Management of railway systems is an important issue of transport systems. One of the important problems in management of railway systems is the train timetabling (scheduling) problem. This is the problem of determining a timetable for sets of trains that does not violate track capacities and satisfy some operational constraints of the railway system. Several variations of the problem can be considered, mainly depending on the objective function to be optimized, decision variables, constraints and complexity of the studied railway network. Several names have been given to the problem widely using three-word phrases:

• beginning with Train / Railway

• going on with Timetabling / Scheduling / Dispatching / Rescheduling / Planning / Pathing

• and ending with Problem

• words with a few exceptions.

A general most common train timetabling problem in the literature considers a single track linking two major stations with a number of intermediate stations in between (Caprara et al., 2002). It is assumed that S = {1, …, s} represents the set of stations, numbered according to the order in which they appear along the rail line. In particular, 1 and s denote the initial and final stations, respectively. Analogously, it is assumed that T = {1, …, t} denotes the set of trains which are candidate to be run in a given time horizon. For each train j ∈ T, a starting station f_j and an ending station l_j (l_j > f_j) are given.
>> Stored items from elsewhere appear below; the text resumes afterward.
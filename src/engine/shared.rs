//! Process-wide backend lifetime.
//!
//! The engine backend is initialized once for the first session and torn
//! down when the last session releases it. Both transitions happen while
//! holding the registry lock, so a new session can never observe a backend
//! that is mid-teardown.

use std::sync::Arc;

use parking_lot::{const_mutex, Mutex};

use super::error::SessionError;

struct SharedState<B> {
    backend: Option<Arc<B>>,
    leases: usize,
}

/// Reference-counted registry for a single live backend.
///
/// Intended to be placed in a `static`:
///
/// ```ignore
/// static LLAMA: SharedBackend<LlamaCppBackend> = SharedBackend::new();
/// ```
pub struct SharedBackend<B> {
    state: Mutex<SharedState<B>>,
}

impl<B: Send + Sync + 'static> SharedBackend<B> {
    pub const fn new() -> Self {
        Self {
            state: const_mutex(SharedState { backend: None, leases: 0 }),
        }
    }

    /// Lease the backend, running `init` if no lease is currently live.
    ///
    /// A failed `init` leaves the registry empty.
    pub fn acquire<F>(&'static self, init: F) -> Result<BackendLease<B>, SessionError>
    where
        F: FnOnce() -> Result<B, SessionError>,
    {
        let mut state = self.state.lock();
        let backend = match &state.backend {
            Some(backend) => backend.clone(),
            None => {
                let backend = Arc::new(init()?);
                tracing::info!("inference backend initialized");
                state.backend = Some(backend.clone());
                backend
            }
        };
        state.leases += 1;
        Ok(BackendLease { backend: Some(backend), registry: self })
    }

    /// Number of live leases.
    pub fn live_leases(&self) -> usize {
        self.state.lock().leases
    }

    /// Whether a backend instance is currently initialized.
    pub fn is_initialized(&self) -> bool {
        self.state.lock().backend.is_some()
    }

    fn release_lease(&self, lease_backend: Arc<B>) {
        let mut state = self.state.lock();
        drop(lease_backend);
        state.leases = state.leases.saturating_sub(1);
        if state.leases == 0 {
            // Drop the last strong reference inside the lock: teardown is serialized with init.
            if state.backend.take().is_some() {
                tracing::info!("inference backend torn down");
            }
        }
    }
}

/// One session's share of the process-wide backend.
pub struct BackendLease<B: Send + Sync + 'static> {
    backend: Option<Arc<B>>,
    registry: &'static SharedBackend<B>,
}

impl<B: Send + Sync + 'static> BackendLease<B> {
    pub fn backend(&self) -> &B {
        // Only `Drop` takes the Arc out.
        self.backend.as_deref().unwrap_or_else(|| unreachable!("lease used after drop"))
    }
}

impl<B: Send + Sync + 'static> std::ops::Deref for BackendLease<B> {
    type Target = B;

    fn deref(&self) -> &B {
        self.backend()
    }
}

impl<B: Send + Sync + 'static> Drop for BackendLease<B> {
    fn drop(&mut self) {
        if let Some(backend) = self.backend.take() {
            self.registry.release_lease(backend);
        }
    }
}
Let S^j = {f_j, …, l_j} ⊆ S be the ordered set of stations visited by train j. A timetable defines, for each train j ∈ T, the arrival and departure times for the stations f_j, f_j+1, …l_j−1, l_j. The running time of train j in the timetable is the time elapsed between origin station and destination station of the train (Caprara et al., 2002). This general problem can be more sophisticated by adding some real life behaviour of railway systems or relaxing some assumptions made related with the railway system under consideration.

The problem has been studied by researchers and so far many efforts have been spent on it. In early years, due to the limitations of computers’ abilities and the complexity of the problem, the problem was relaxed by unrealistic assumptions and generally deterministic models were studied. Depending on the increasing computer capabilities more realistic models were developed. Although simulation for modelling has been used in some articles, none of them includes a comprehensive framework. This has been the main motivation for the authors to develop a feasible timetable generator simulation modelling framework.

In this chapter, a feasible timetable generator framework for stochastic simulation modelling is developed for obtaining a feasible train timetable for all trains in a railway system. This framework includes train arrival and departure times for all stations visited by each train and calculated average train travel time. A general stochastic simulation modelling framework is developed and explained step by step in order to guide to researchers who aim to develop a simulation model of railway transportation systems. By using this framework all the railway systems can be modelled with only problem and infrastructure specific modifications and feasible solutions are easily obtained. In order to avoid a deadlock, a general blockage preventive algorithm is also developed and embedded into the simulation model.

In next section the literature on the problem is given. After that, the simulation modelling framework is demonstrated in detail on a hypothetic problem. Next, the obtained results are discussed. Concluding remarks and future work directions are exhibited in the last parts of the chapter.